Strike, violence greet Manmohan in Kashmir

PM defends peace talks as 'serious'
By Afp, Srinagar
Indian Prime Minister Manmohan Singh (L) and Kashmir Chief Minister Ghulam Nabi Azad are pictured at the roundtable conference with regional politicians in the capital Srinagar yesterday. A general strike, boycott and more violence greeted Indian Prime Minister Manmohan Singh as he arrived in Kashmir but he defended two days of peace talks here as a "serious initiative". PHOTO: AFP
A general strike, a boycott and more violence greeted Indian Prime Minister Manmohan Singh as he arrived in Kashmir yesterday, but he defended two days of peace talks here as a "serious initiative".

Police said at least three civilians and two paramilitary troopers were wounded when a grenade was thrown in a residential area of Srinagar where the peace talks were scheduled for later in the day.

The streets of the state summer capital were deserted after hardline separatists called the strike which closed shops, businesses, schools and banks.

Troops arrested separatist leaders Sayeed Ali Geelani and Javed Mir to foil street protests and barricaded intersections amid fears of further attacks by Kashmiri rebels who have vowed to disrupt the premier's roundtable, a police spokesman said.

Even the main moderate separatist alliance declared a boycott of the talks as did India's leading opposition, the nationalist Bharatiya Janata Party.

With the federal government presenting the roundtable as an essential plank in the search for peace in Kashmir, Singh's spokesman defended the move.

"This is a serious, well thought-out initiative to try and get to a meeting ground and this is not drama or a public spectacle," Sanjaya Baru told reporters.

"This is an ongoing process and not just a one-time affair," he said, adding the roundtable aimed at offering an opportunity to disparate separatist and political groups of Kashmir to come up with their own peace proposals.

The talks were to begin in the afternoon and continue Thursday, but the boycott by moderate separatists and violence by Islamic hardliners cast a shadow over the effort to halt the uprising that has claimed more than 44,000 lives since 1989.

The talks come amid a peace process initiated in January 2004 between South Asian nuclear rivals India and Pakistan, whose troops have faced off across a ceasefire line in Kashmir since 1948.

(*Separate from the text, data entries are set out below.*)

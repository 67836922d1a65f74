//! Plain-text edge-list reader.
//!
//! ```text
//! # comment
//! 4            <- vertex count
//! 0 1 2.5      <- source target weight
//! 1 2 -1
//! ```
//!
//! `#` starts a comment anywhere on a line and blank lines are skipped.
//! Line numbers in errors are 1-based.

use std::io::{self, BufRead};
use std::num::{ParseFloatError, ParseIntError};

use boruvka_core::{Graph, GraphError};
use thiserror::Error;

/// Errors raised while reading an edge list.
#[derive(Debug, Error)]
#[non_exhaustive]
pub enum EdgeListError {
    /// The underlying reader failed.
    #[error("line {line}: read failed: {source}")]
    Read {
        /// Line being read when the failure happened.
        line: usize,
        /// Underlying I/O error.
        #[source]
        source: io::Error,
    },
    /// The input held no vertex count.
    #[error("edge list is empty; expected a vertex count")]
    MissingVertexCount,
    /// The vertex count line was not a non-negative integer.
    #[error("line {line}: invalid vertex count `{value}`: {source}")]
    InvalidVertexCount {
        /// Offending line.
        line: usize,
        /// Raw token.
        value: String,
        /// Integer parse failure.
        #[source]
        source: ParseIntError,
    },
    /// An edge line did not contain exactly three fields.
    #[error("line {line}: expected `source target weight`, found {fields} field(s)")]
    MalformedEdge {
        /// Offending line.
        line: usize,
        /// Number of whitespace-separated fields found.
        fields: usize,
    },
    /// An endpoint was not a non-negative integer.
    #[error("line {line}: invalid vertex id `{value}`: {source}")]
    InvalidVertex {
        /// Offending line.
        line: usize,
        /// Raw token.
        value: String,
        /// Integer parse failure.
        #[source]
        source: ParseIntError,
    },
    /// The weight was not a number.
    #[error("line {line}: invalid weight `{value}`: {source}")]
    InvalidWeight {
        /// Offending line.
        line: usize,
        /// Raw token.
        value: String,
        /// Float parse failure.
        #[source]
        source: ParseFloatError,
    },
    /// The graph rejected a syntactically valid edge.
    #[error("line {line}: {source}")]
    InvalidEdge {
        /// Offending line.
        line: usize,
        /// Validation failure reported by the graph.
        #[source]
        source: GraphError,
    },
}

/// Reads a [`Graph`] from `reader`.
///
/// # Errors
/// Returns [`EdgeListError`] for I/O failures, syntax errors and edges the
/// graph rejects (out-of-range endpoints, self-loops, non-finite weights).
///
/// # Examples
/// ```
/// use boruvka_cli::cli::parse_edge_list;
///
/// let graph = parse_edge_list("3\n0 1 1.5\n1 2 2 # heavier\n".as_bytes())?;
/// assert_eq!(graph.vertex_count(), 3);
/// assert_eq!(graph.edge_count(), 2);
/// # Ok::<(), boruvka_cli::cli::EdgeListError>(())
/// ```
pub fn parse_edge_list(reader: impl BufRead) -> Result<Graph, EdgeListError> {
    let mut graph: Option<Graph> = None;

    for (index, raw) in reader.lines().enumerate() {
        let line = index + 1;
        let raw = raw.map_err(|source| EdgeListError::Read { line, source })?;
        let content = strip_comment(&raw).trim();
        if content.is_empty() {
            continue;
        }

        match graph.as_mut() {
            None => graph = Some(Graph::new(parse_vertex_count(content, line)?)),
            Some(graph) => {
                let (source, target, weight) = parse_edge(content, line)?;
                graph
                    .add_edge(source, target, weight)
                    .map_err(|source| EdgeListError::InvalidEdge { line, source })?;
            }
        }
    }

    graph.ok_or(EdgeListError::MissingVertexCount)
}

fn strip_comment(line: &str) -> &str {
    line.split_once('#').map_or(line, |(content, _)| content)
}

fn parse_vertex_count(content: &str, line: usize) -> Result<usize, EdgeListError> {
    content
        .parse()
        .map_err(|source| EdgeListError::InvalidVertexCount {
            line,
            value: content.to_owned(),
            source,
        })
}

fn parse_edge(content: &str, line: usize) -> Result<(usize, usize, f64), EdgeListError> {
    let fields: Vec<&str> = content.split_whitespace().collect();
    let [source, target, weight] = fields.as_slice() else {
        return Err(EdgeListError::MalformedEdge {
            line,
            fields: fields.len(),
        });
    };

    Ok((
        parse_vertex(source, line)?,
        parse_vertex(target, line)?,
        weight
            .parse()
            .map_err(|source| EdgeListError::InvalidWeight {
                line,
                value: (*weight).to_owned(),
                source,
            })?,
    ))
}

fn parse_vertex(token: &str, line: usize) -> Result<usize, EdgeListError> {
    token.parse().map_err(|source| EdgeListError::InvalidVertex {
        line,
        value: token.to_owned(),
        source,
    })
}
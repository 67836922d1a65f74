//! Benchmark support crate for the Borůvka engine.
//!
//! Provides seeded synthetic graphs and parameter types for the Criterion
//! benchmarks under `benches/`.

pub mod error;
pub mod params;
pub mod source;
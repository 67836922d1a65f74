//! Borůvka minimum spanning tree engine.
//!
//! Build a validated [`Graph`], then call [`compute_mst`] for the minimum
//! spanning tree (or forest, when the graph is disconnected) or
//! [`compute_mst_with_observer`] to receive a [`RoundReport`] after every
//! round. [`DisjointSet`] is the union-find structure that tracks component
//! membership between rounds.
//!
//! # Cargo features
//!
//! - `parallel` (default): large edge lists are scanned for each round's
//!   cheapest edges on the Rayon pool. Results are identical to the
//!   sequential scan.
#![cfg_attr(docsrs, feature(doc_cfg))]

mod boruvka;
mod error;
mod graph;
mod union_find;

pub use crate::{
    boruvka::{
        MinimumSpanningForest, RoundObserver, RoundReport, compute_mst, compute_mst_with_components,
        compute_mst_with_observer,
    },
    error::{GraphError, GraphErrorCode, Result},
    graph::{Edge, Graph},
    union_find::DisjointSet,
};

Militants opposed to peace talks with India stepped up their violent campaign in the build-up to Singh's visit, killing seven people and wounding 22 in an attack on a political rally in Srinagar on Sunday.

A suicide bomber then blew himself up and wounded more than two dozen soldiers Tuesday when he rammed a car filled with explosives into a military bus near Srinagar airport.

The Hurriyat Conference, an umbrella of moderate separatist groups that met Singh last month to discuss the possible release of political prisoners, has labelled the Srinagar event a "futile exercise."

Kashmir's main opposition National Conference party also threatened to boycott the talks but Hindus in the Muslim-majority state said they would participate.